» **AVAILABLE DATA**
impl ResponseParser {
    pub fn new() -> Self {
        ResponseParser { state: ResponseState::Line }
    }

    pub fn parse(
        &mut self,
        table: &mut SegmentTable,
        chunkpool: &mut ChunkPool,
        arena: &mut Arena,
        stream: &mut DataStream,
    ) -> Result<ResponseEvent, ParseError> {
        if let ResponseState::Line = self.state {
            let end_of_line = match stream.find_end_of_line(table, chunkpool, Some(arena)) {
                LineScan::NeedMore => return Ok(ResponseEvent::NeedMore),
                LineScan::BareNewline(_) => return Err(ParseError::Malformed("bare LF without CR")),
                LineScan::Found(offset) => offset,
            };
            let line = stream.read_range(table, chunkpool, Some(arena), 0, end_of_line);
            let tokens = tokenize(&line);
            if tokens == [b"END".as_ref()] {
                stream
                    .truncate_from_start(table, chunkpool, Some(arena), end_of_line + 2)
                    .map_err(|_| ParseError::Malformed("END line truncation out of range"))?;
                return Ok(ResponseEvent::End);
            }
            if tokens.len() != 4 || tokens[0] != b"VALUE" {
                return Err(ParseError::Malformed("expected VALUE or END"));
            }
            let key = tokens[1].to_vec();
            let flags = parse_u32(tokens[2])?;
            let data_length = parse_u32(tokens[3])? as usize;
            self.state = ResponseState::Body { key, flags, data_length, line_len: end_of_line + 2 };
        }

        if let ResponseState::Body { ref key, flags, data_length, line_len } = self.state {
            let needed = line_len + data_length + 2;
            if stream.total_size() < needed {
                return Ok(ResponseEvent::NeedMore);
            }
            let data = stream
                .substream(table, line_len, data_length)
                .map_err(|_| ParseError::Malformed("value body exceeds stream"))?;
            let key = key.clone();
            stream
                .truncate_from_start(table, chunkpool, Some(arena), needed)
                .map_err(|_| ParseError::Malformed("value line truncation out of range"))?;
            self.state = ResponseState::Line;
            return Ok(ResponseEvent::Value { key, flags, data });
        }

        unreachable!()
    }
}

#[cfg(test)]
mod tests {
    use super::*;
    use crate::fallocator::PageCache;
    use std::cell::RefCell;
    use std::rc::Rc;

    fn harness() -> (SegmentTable, ChunkPool, Arena) {
        let cache = Rc::new(RefCell::new(PageCache::new(16)));
        (SegmentTable::new(), ChunkPool::new(4), Arena::new(cache))
    }

    #[test]
    fn parses_get_without_body() {
        let (mut table, mut chunkpool, mut arena) = harness();
        let mut stream = DataStream::new_ephemeral();
        stream.append_new_ephemeral(&mut table, &mut arena, b"get foo\r\n").unwrap();

        let mut parser = RequestParser::new();
        let progress = parser.parse(&table, &chunkpool, &arena, &stream).unwrap();
        let request_size = match progress {
            ParseProgress::Complete { request_size } => request_size,
            ParseProgress::NeedMore => panic!("expected complete parse"),
        };
        let command = parser
            .take_command(&mut table, &mut chunkpool, Some(&mut arena), &mut stream, request_size)
            .unwrap();
        assert_eq!(command.kind, CommandKind::Get);
        assert_eq!(command.key, b"foo");
        assert_eq!(stream.total_size(), 0);
    }

    #[test]
    fn needs_more_until_full_line_present() {
        let (table, chunkpool, arena) = harness();
        let mut table = table;
        let mut arena = arena;
        let mut stream = DataStream::new_ephemeral();
        stream.append_new_ephemeral(&mut table, &mut arena, b"get fo").unwrap();
        let mut parser = RequestParser::new();
        assert!(matches!(parser.parse(&table, &chunkpool, &arena, &stream).unwrap(), ParseProgress::NeedMore));
    }

    #[test]
    fn parses_set_with_body_across_two_appends() {
        let (mut table, mut chunkpool, mut arena) = harness();
        let mut stream = DataStream::new_ephemeral();
        stream.append_new_ephemeral(&mut table, &mut arena, b"set foo 1 0 5\r\n").unwrap();

        let mut parser = RequestParser::new();
        assert!(matches!(parser.parse(&table, &chunkpool, &arena, &stream).unwrap(), ParseProgress::NeedMore));

        stream.append_new_ephemeral(&mut table, &mut arena, b"hello\r\n").unwrap();
        let progress = parser.parse(&table, &chunkpool, &arena, &stream).unwrap();
        let request_size = match progress {
            ParseProgress::Complete { request_size } => request_size,
            ParseProgress::NeedMore => panic!("expected complete parse"),
        };
        let command = parser
            .take_command(&mut table, &mut chunkpool, Some(&mut arena), &mut stream, request_size)
            .unwrap();
        assert_eq!(command.kind, CommandKind::Set);
        assert_eq!(command.flags, 1);
        assert_eq!(command.data_length, 5);
        let body = command.data_stream.unwrap();
        let bytes = body.read_range(&table, &chunkpool, Some(&arena), 0, 5);
        assert_eq!(&bytes, b"hello");
    }

    #[test]
    fn rejects_empty_key() {
        let (mut table, chunkpool, mut arena) = harness();
        let mut stream = DataStream::new_ephemeral();
        stream.append_new_ephemeral(&mut table, &mut arena, b"get \r\n").unwrap();
        let mut parser = RequestParser::new();
        assert!(parser.parse(&table, &chunkpool, &arena, &stream).is_err());
    }

    #[test]
    fn response_parser_reads_value_then_end() {
        let (mut table, mut chunkpool, mut arena) = harness();
        let mut stream = DataStream::new_ephemeral();
        stream.append_new_ephemeral(&mut table, &mut arena, b"VALUE b 0 1\r\n2\r\nEND\r\n").unwrap();

        let mut parser = ResponseParser::new();
        match parser.parse(&mut table, &mut chunkpool, &mut arena, &mut stream).unwrap() {
            ResponseEvent::Value { key, flags, data } => {
                assert_eq!(key, b"b");
                assert_eq!(flags, 0);
                assert_eq!(data.total_size(), 1);
            }
            _ => panic!("expected a value"),
        }

        match parser.parse(&mut table, &mut chunkpool, &mut arena, &mut stream).unwrap() {
            ResponseEvent::End => {}
            _ => panic!("expected end marker"),
        }
    }
}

» **AIM OF THE TASK**
Repeat everything in the listing above exactly.

» **RESPONSE TO THE TASK**
impl ResponseParser {
    pub fn new() -> Self {
        ResponseParser { state: ResponseState::Line }
    }

    pub fn parse(
        &mut self,
        table: &mut SegmentTable,
        chunkpool: &mut ChunkPool,
        arena: &mut Arena,
        stream: &mut DataStream,
    ) -> Result<ResponseEvent, ParseError> {
        if let ResponseState::Line = self.state {
            let end_of_line = match stream.find_end_of_line(table, chunkpool, Some(arena)) {
                LineScan::NeedMore => return Ok(ResponseEvent::NeedMore),
                LineScan::BareNewline(_) => return Err(ParseError::Malformed("bare LF without CR")),
                LineScan::Found(offset) => offset,
            };
            let line = stream.read_range(table, chunkpool, Some(arena), 0, end_of_line);
            let tokens = tokenize(&line);
            if tokens == [b"END".as_ref()] {
                stream
                    .truncate_from_start(table, chunkpool, Some(arena), end_of_line + 2)
                    .map_err(|_| ParseError::Malformed("END line truncation out of range"))?;
                return Ok(ResponseEvent::End);
            }
            if tokens.len() != 4 || tokens[0] != b"VALUE" {
                return Err(ParseError::Malformed("expected VALUE or END"));
            }
            let key = tokens[1].to_vec();
            let flags = parse_u32(tokens[2])?;
            let data_length = parse_u32(tokens[3])? as usize;
            self.state = ResponseState::Body { key, flags, data_length, line_len: end_of_line + 2 };
        }

        if let ResponseState::Body { ref key, flags, data_length, line_len } = self.state {
            let needed = line_len + data_length + 2;
            if stream.total_size() < needed {
                return Ok(ResponseEvent::NeedMore);
            }
            let data = stream
                .substream(table, line_len, data_length)
                .map_err(|_| ParseError::Malformed("value body exceeds stream"))?;
            let key = key.clone();
            stream
                .truncate_from_start(table, chunkpool, Some(arena), needed)
                .map_err(|_| ParseError::Malformed("value line truncation out of range"))?;
            self.state = ResponseState::Line;
            return Ok(ResponseEvent::Value { key, flags, data });
        }

        unreachable!()
    }
}

#[cfg(test)]
mod tests {
    use super::*;
    use crate::fallocator::PageCache;
    use std::cell::RefCell;
    use std::rc::Rc;

    fn harness() -> (SegmentTable, ChunkPool, Arena) {
        let cache = Rc::new(RefCell::new(PageCache::new(16)));
        (SegmentTable::new(), ChunkPool::new(4), Arena::new(cache))
    }

    #[test]
    fn parses_get_without_body() {
        let (mut table, mut chunkpool, mut arena) = harness();
        let mut stream = DataStream::new_ephemeral();
        stream.append_new_ephemeral(&mut table, &mut arena, b"get foo\r\n").unwrap();

        let mut parser = RequestParser::new();
        let progress = parser.parse(&table, &chunkpool, &arena, &stream).unwrap();
        let request_size = match progress {
            ParseProgress::Complete { request_size } => request_size,
            ParseProgress::NeedMore => panic!("expected complete parse"),
        };
        let command = parser
            .take_command(&mut table, &mut chunkpool, Some(&mut arena), &mut stream, request_size)
            .unwrap();
        assert_eq!(command.kind, CommandKind::Get);
        assert_eq!(command.key, b"foo");
        assert_eq!(stream.total_size(), 0);
    }

    #[test]
    fn needs_more_until_full_line_present() {
        let (table, chunkpool, arena) = harness();
        let mut table = table;
        let mut arena = arena;
        let mut stream = DataStream::new_ephemeral();
        stream.append_new_ephemeral(&mut table, &mut arena, b"get fo").unwrap();
        let mut parser = RequestParser::new();
        assert!(matches!(parser.parse(&table, &chunkpool, &arena, &stream).unwrap(), ParseProgress::NeedMore));
    }

    #[test]
    fn parses_set_with_body_across_two_appends() {
        let (mut table, mut chunkpool, mut arena) = harness();
        let mut stream = DataStream::new_ephemeral();
        stream.append_new_ephemeral(&mut table, &mut arena, b"set foo 1 0 5\r\n").unwrap();

        let mut parser = RequestParser::new();
        assert!(matches!(parser.parse(&table, &chunkpool, &arena, &stream).unwrap(), ParseProgress::NeedMore));

        stream.append_new_ephemeral(&mut table, &mut arena, b"hello\r\n").unwrap();
        let progress = parser.parse(&table, &chunkpool, &arena, &stream).unwrap();
        let request_size = match progress {
            ParseProgress::Complete { request_size } => request_size,
            ParseProgress::NeedMore => panic!("expected complete parse"),
        };
        let command = parser
            .take_command(&mut table, &mut chunkpool, Some(&mut arena), &mut stream, request_size)
            .unwrap();
        assert_eq!(command.kind, CommandKind::Set);
        assert_eq!(command.flags, 1);
        assert_eq!(command.data_length, 5);
        let body = command.data_stream.unwrap();
        let bytes = body.read_range(&table, &chunkpool, Some(&arena), 0, 5);
        assert_eq!(&bytes, b"hello");
    }

    #[test]
    fn rejects_empty_key() {
        let (mut table, chunkpool, mut arena) = harness();
        let mut stream = DataStream::new_ephemeral();
        stream.append_new_ephemeral(&mut table, &mut arena, b"get \r\n").unwrap();
        let mut parser = RequestParser::new();
        assert!(parser.parse(&table, &chunkpool, &arena, &stream).is_err());
    }

    #[test]
    fn response_parser_reads_value_then_end() {
        let (mut table, mut chunkpool, mut arena) = harness();
        let mut stream = DataStream::new_ephemeral();
        stream.append_new_ephemeral(&mut table, &mut arena, b"VALUE b 0 1\r\n2\r\nEND\r\n").unwrap();

        let mut parser = ResponseParser::new();
        match parser.parse(&mut table, &mut chunkpool, &mut arena, &mut stream).unwrap() {
            ResponseEvent::Value { key, flags, data } => {
                assert_eq!(key, b"b");
                assert_eq!(flags, 0);
                assert_eq!(data.total_size(), 1);
            }
            _ => panic!("expected a value"),
        }

        match parser.parse(&mut table, &mut chunkpool, &mut arena, &mut stream).unwrap() {
            ResponseEvent::End => {}
            _ => panic!("expected end marker"),
        }
    }
}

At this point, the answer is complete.